İsrail-Hamas çatışması: Enerji piyasalarına ne olacak?

Hamas’ın muhtemelen İran desteği ile İsrail’e yönelik başlattığı saldırının bir nedeni de, Tahran’ın petrol fiyatlarındaki düşüşü engellemek olabilir mi? Savaş, petrol ve doğalgaz piyasasını nasıl etkileyecek?

Hamas’ın 7 Ekim tarihinde İsrail’e düzenlediği saldırılar ve bunun ardından İsrail’in Gazze’ye yönelik başlattığı saldırı dünya petrol ve doğalgaz üretiminin önemli bir kısmını teşkil eden Orta Doğu bölgesinde gerilimin giderek tırmanmasına neden oldu.

İsrail’in, Hamas’ı destekleyen İran’a veya Hizbullah gibi bölgedeki İran yanlısı gruplara saldırması halinde başta Basra Körfezi olmak üzere petrol ticaretinin önemli noktalarının tehlike altına girmesinden ötürü petrol ve doğalgaz fiyatlarının önemli ölçüde artmasından endişe duyuluyor.

Enerji piyasaları, başta Avrupa olmak üzere Rusya’ya yönelik yaptırımlardan dolayı dünyanın pek çok yerinde Ukrayna savaşından sonra zaten etkilenmişti. Bölgedeki gerilimin artmasından sonra küresel enerji piyasalarında aksaklıkların olması muhtemel.

Ellen R. Wald, City Journal için kaleme aldığı yazısında İsrail- Hamas çatışmasının enerji piyasalarına nasıl etki edeceğini ele alıyor.
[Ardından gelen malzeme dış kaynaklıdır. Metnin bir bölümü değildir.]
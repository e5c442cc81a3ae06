// src/scanner/mod.rs

//! Binary dependency scanning
//!
//! [`BinaryScanner`] parses a binary with goblin, extracts its direct
//! shared-library dependencies (ELF `DT_NEEDED` entries, PE import
//! table) and resolves them against the framework, extra and system
//! search paths. Resolution recurses into resolved records up to the
//! configured depth limit and returns the transitive closure as a flat
//! record list.
//!
//! The scanner is behind the [`DependencyScanner`] trait so the
//! pipeline can be exercised with table-driven stand-ins in tests.

use crate::config::{DeployConfig, FrameworkDirs};
use crate::error::{Error, Result};
use crate::ignore::IgnoreRuleSet;
use goblin::Object;
use std::collections::HashSet;
use std::fmt;
use std::fs;
use std::path::{Path, PathBuf};
use tracing::{debug, warn};

/// Platform family a dependency record belongs to
#[derive(Debug, Clone, Copy, PartialEq, Eq, Hash)]
pub enum Platform {
    Unix,
    Windows,
    Unknown,
}

/// Classification of one resolved dependency
///
/// Consumed via exhaustive matching; `System` records are bundled only
/// when system-bundling is enabled, everything else is always bundled.
#[derive(Debug, Clone, Copy, PartialEq, Eq, Hash)]
pub enum LibPriority {
    /// Application-private library (next to the target or on an extra path)
    Application,
    /// Framework toolchain library
    Framework,
    /// Framework plugin binary
    Plugin,
    /// Base-OS-provided library
    System,
}

impl fmt::Display for LibPriority {
    fn fmt(&self, f: &mut fmt::Formatter<'_>) -> fmt::Result {
        match self {
            Self::Application => write!(f, "application"),
            Self::Framework => write!(f, "framework"),
            Self::Plugin => write!(f, "plugin"),
            Self::System => write!(f, "system"),
        }
    }
}

/// One resolved dependency record, immutable once produced
#[derive(Debug, Clone, PartialEq, Eq, Hash)]
pub struct LibRecord {
    /// Dependency name as recorded in the binary (e.g. `libssl.so.3`)
    pub name: String,
    /// Resolved absolute path
    pub path: PathBuf,
    /// Platform family of the containing binary
    pub platform: Platform,
    /// Classification used for bundling policy
    pub priority: LibPriority,
}

/// Seam between the pipeline and the binary-format scanner
pub trait DependencyScanner {
    /// Resolve the transitive dependency closure of one binary.
    ///
    /// The returned sequence is finite and may be empty; partial
    /// results with unresolvable entries skipped are acceptable.
    fn scan(&self, path: &Path) -> Result<Vec<LibRecord>>;
}

/// File-type admission rule at extraction time: `.dll`, `.exe`, empty
/// suffix, or any suffix containing `so` is scannable.
pub fn is_scannable(path: &Path) -> bool {
    let suffix = crate::filesystem::complete_suffix(path);
    suffix.is_empty() || suffix == "dll" || suffix == "exe" || suffix.contains("so")
}

/// Default system library directories on the Unix family
#[cfg(unix)]
fn system_lib_dirs() -> Vec<PathBuf> {
    [
        "/lib",
        "/lib64",
        "/usr/lib",
        "/usr/lib64",
        "/usr/lib/x86_64-linux-gnu",
        "/usr/local/lib",
    ]
    .into_iter()
    .map(PathBuf::from)
    .collect()
}

#[cfg(not(unix))]
fn system_lib_dirs() -> Vec<PathBuf> {
    std::env::var_os("PATH")
        .map(|paths| std::env::split_paths(&paths).collect())
        .unwrap_or_default()
}

/// goblin-backed scanner resolving against configured search paths
pub struct BinaryScanner {
    framework: FrameworkDirs,
    extra_paths: Vec<PathBuf>,
    system_paths: Vec<PathBuf>,
    ignore: IgnoreRuleSet,
    depth_limit: usize,
}

impl BinaryScanner {
    /// Build a scanner from the deployment configuration
    pub fn new(config: &DeployConfig) -> Self {
        Self {
            framework: config.framework.clone(),
            extra_paths: config.extra_lib_paths.clone(),
            system_paths: system_lib_dirs(),
            ignore: IgnoreRuleSet::new(&config.ignore),
            depth_limit: config.scan_depth,
        }
    }

    /// Extract the direct dependency names of one binary
    fn direct_deps(&self, path: &Path) -> Result<(Vec<String>, Platform)> {
        let buffer = fs::read(path)
            .map_err(|e| Error::ScanError(format!("cannot read {}: {}", path.display(), e)))?;

        match Object::parse(&buffer) {
            Ok(Object::Elf(elf)) => {
                let deps = elf.libraries.iter().map(|l| l.to_string()).collect();
                Ok((deps, Platform::Unix))
            }
            Ok(Object::PE(pe)) => {
                let deps = pe.libraries.iter().map(|l| l.to_string()).collect();
                Ok((deps, Platform::Windows))
            }
            Ok(_) => Err(Error::ScanError(format!(
                "{}: unsupported binary format",
                path.display()
            ))),
            Err(e) => Err(Error::ScanError(format!(
                "{}: parse failed: {}",
                path.display(),
                e
            ))),
        }
    }

    /// Resolve a dependency name against the search paths.
    ///
    /// Order matters: the directory of the requesting binary wins (app
    /// private libraries), then the framework library directory, then
    /// extra paths, then the system directories.
    fn resolve_name(&self, name: &str, origin_dir: &Path) -> Option<PathBuf> {
        let mut candidates: Vec<&Path> = vec![origin_dir, &self.framework.libs];
        candidates.extend(self.extra_paths.iter().map(|p| p.as_path()));
        candidates.extend(self.system_paths.iter().map(|p| p.as_path()));

        for dir in candidates {
            if dir.as_os_str().is_empty() {
                continue;
            }
            let candidate = dir.join(name);
            if candidate.is_file() {
                return Some(candidate);
            }
        }
        None
    }

    /// Classify a resolved path by the directory it lives in
    fn classify(&self, path: &Path, origin_dir: &Path) -> LibPriority {
        if !self.framework.plugins.as_os_str().is_empty()
            && path.starts_with(&self.framework.plugins)
        {
            return LibPriority::Plugin;
        }
        if self.framework.contains(path) {
            return LibPriority::Framework;
        }
        if path.starts_with(origin_dir)
            || self.extra_paths.iter().any(|dir| path.starts_with(dir))
        {
            return LibPriority::Application;
        }
        LibPriority::System
    }
}

impl DependencyScanner for BinaryScanner {
    fn scan(&self, path: &Path) -> Result<Vec<LibRecord>> {
        let origin_dir = path
            .parent()
            .map(Path::to_path_buf)
            .unwrap_or_else(|| PathBuf::from("."));

        let mut records = Vec::new();
        let mut visited: HashSet<PathBuf> = HashSet::new();
        let mut work: Vec<(PathBuf, usize)> = vec![(path.to_path_buf(), 0)];

        while let Some((current, depth)) = work.pop() {
            if depth >= self.depth_limit {
                debug!(
                    "depth limit {} reached at {}",
                    self.depth_limit,
                    current.display()
                );
                continue;
            }

            let (deps, platform) = match self.direct_deps(&current) {
                Ok(parsed) => parsed,
                Err(e) if depth == 0 => return Err(e),
                Err(e) => {
                    // Transitive members that fail to parse yield partial data
                    debug!("skipping unreadable dependency: {}", e);
                    continue;
                }
            };

            for name in deps {
                if self.ignore.matches(Path::new(&name)) {
                    debug!("{} excluded by ignore rule", name);
                    continue;
                }

                let Some(resolved) = self.resolve_name(&name, &origin_dir) else {
                    warn!("cannot resolve dependency {} of {}", name, current.display());
                    continue;
                };

                if !visited.insert(resolved.clone()) {
                    continue;
                }

                let priority = self.classify(&resolved, &origin_dir);
                records.push(LibRecord {
                    name: name.clone(),
                    path: resolved.clone(),
                    platform,
                    priority,
                });

                work.push((resolved, depth + 1));
            }
        }

        Ok(records)
    }
}

#[cfg(test)]
mod tests {
    use super::*;
    use tempfile::TempDir;

    fn scanner_with(framework_libs: &Path, extra: &[PathBuf]) -> BinaryScanner {
        BinaryScanner {
            framework: FrameworkDirs {
                libs: framework_libs.to_path_buf(),
                plugins: framework_libs.parent().unwrap().join("plugins"),
                ..Default::default()
            },
            extra_paths: extra.to_vec(),
            system_paths: vec![],
            ignore: IgnoreRuleSet::default(),
            depth_limit: 4,
        }
    }

    #[test]
    fn test_is_scannable_extensions() {
        assert!(is_scannable(Path::new("/bin/app")));
        assert!(is_scannable(Path::new("app.exe")));
        assert!(is_scannable(Path::new("libfoo.dll")));
        assert!(is_scannable(Path::new("libfoo.so")));
        assert!(is_scannable(Path::new("libfoo.so.6")));
        assert!(!is_scannable(Path::new("readme.txt")));
        assert!(!is_scannable(Path::new("image.png")));
    }

    #[test]
    fn test_resolve_prefers_origin_dir() {
        let temp = TempDir::new().unwrap();
        let origin = temp.path().join("app");
        let fw_libs = temp.path().join("fw/lib");
        std::fs::create_dir_all(&origin).unwrap();
        std::fs::create_dir_all(&fw_libs).unwrap();
        std::fs::write(origin.join("libdup.so"), b"a").unwrap();
        std::fs::write(fw_libs.join("libdup.so"), b"b").unwrap();

        let scanner = scanner_with(&fw_libs, &[]);
        let resolved = scanner.resolve_name("libdup.so", &origin).unwrap();
        assert_eq!(resolved, origin.join("libdup.so"));
    }

    #[test]
    fn test_resolve_falls_back_to_framework() {
        let temp = TempDir::new().unwrap();
        let origin = temp.path().join("app");
        let fw_libs = temp.path().join("fw/lib");
        std::fs::create_dir_all(&origin).unwrap();
        std::fs::create_dir_all(&fw_libs).unwrap();
        std::fs::write(fw_libs.join("libAppCore.so.6"), b"x").unwrap();

        let scanner = scanner_with(&fw_libs, &[]);
        let resolved = scanner.resolve_name("libAppCore.so.6", &origin).unwrap();
        assert_eq!(resolved, fw_libs.join("libAppCore.so.6"));
        assert!(scanner.resolve_name("libmissing.so", &origin).is_none());
    }

    #[test]
    fn test_classify_by_location() {
        let temp = TempDir::new().unwrap();
        let origin = temp.path().join("app");
        let fw_libs = temp.path().join("fw/lib");
        let fw_plugins = temp.path().join("fw/plugins");
        let extra = temp.path().join("extra");
        std::fs::create_dir_all(&origin).unwrap();
        std::fs::create_dir_all(&fw_libs).unwrap();
        std::fs::create_dir_all(&fw_plugins).unwrap();
        std::fs::create_dir_all(&extra).unwrap();

        let scanner = scanner_with(&fw_libs, &[extra.clone()]);
        assert_eq!(
            scanner.classify(&fw_libs.join("libAppCore.so"), &origin),
            LibPriority::Framework
        );
        assert_eq!(
            scanner.classify(&fw_plugins.join("platforms/libqxcb.so"), &origin),
            LibPriority::Plugin
        );
        assert_eq!(
            scanner.classify(&origin.join("libpriv.so"), &origin),
            LibPriority::Application
        );
        assert_eq!(
            scanner.classify(&extra.join("libvendor.so"), &origin),
            LibPriority::Application
        );
        assert_eq!(
            scanner.classify(Path::new("/usr/lib/libc.so.6"), &origin),
            LibPriority::System
        );
    }

    #[test]
    fn test_scan_rejects_non_binary() {
        let temp = TempDir::new().unwrap();
        let fw_libs = temp.path().join("fw/lib");
        std::fs::create_dir_all(&fw_libs).unwrap();
        let bogus = temp.path().join("notabinary");
        std::fs::write(&bogus, b"just some text, not a binary").unwrap();

        let scanner = scanner_with(&fw_libs, &[]);
        assert!(scanner.scan(&bogus).is_err());
    }
}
Yazının öne çıkan bazı bölümlerini paylaşıyoruz:

“Orta Doğu, küresel petrol üretiminin yüzde 31’ini, doğal gaz üretiminin yüzde 18’ini, dünyanın kanıtlanmış petrol rezervlerinin yüzde 48’ini ve dünyanın kanıtlanmış doğal gaz rezervlerinin yüzde 40’ını oluşturuyor.

Dolayısıyla bölgedeki herhangi bir askeri faaliyetin petrol ve doğal gaz piyasalarını neden etkilediğini anlamak oldukça kolay.

Genellikle petrol fiyatları, bölgeyi istikrarsızlaştırabilecek herhangi bir şiddet olayının patlak verdiği anda yükselir. Çoğu zaman bu fiyat artışı kısa süreli olur çünkü olayın büyük petrol oyuncularını ya da enerji açısından stratejik bölgeleri etkilemeyeceği kısa sürede anlaşılır.

Hamas’ın İsrail’e yönelik geçmiş saldırıları sırasında ve Suriye’nin ülkedeki militan gruplara yönelik son saldırılarından sonra durum böyleydi.

Ancak Hamas’ın bu saldırısı farklı.

Bu sefer neden farklı?

Meydana gelen vahşetin büyüklüğü ve ölçeği, petrol piyasasındaki kilit bir oyuncunun, yani İran’ın olaya dâhil olması ve İsrail’in doğal gaz üreticisi ve ihracatçısı olarak yeni kazandığı statü, küresel enerji piyasalarına yönelik tehdidin yüksek olduğu anlamına geliyor.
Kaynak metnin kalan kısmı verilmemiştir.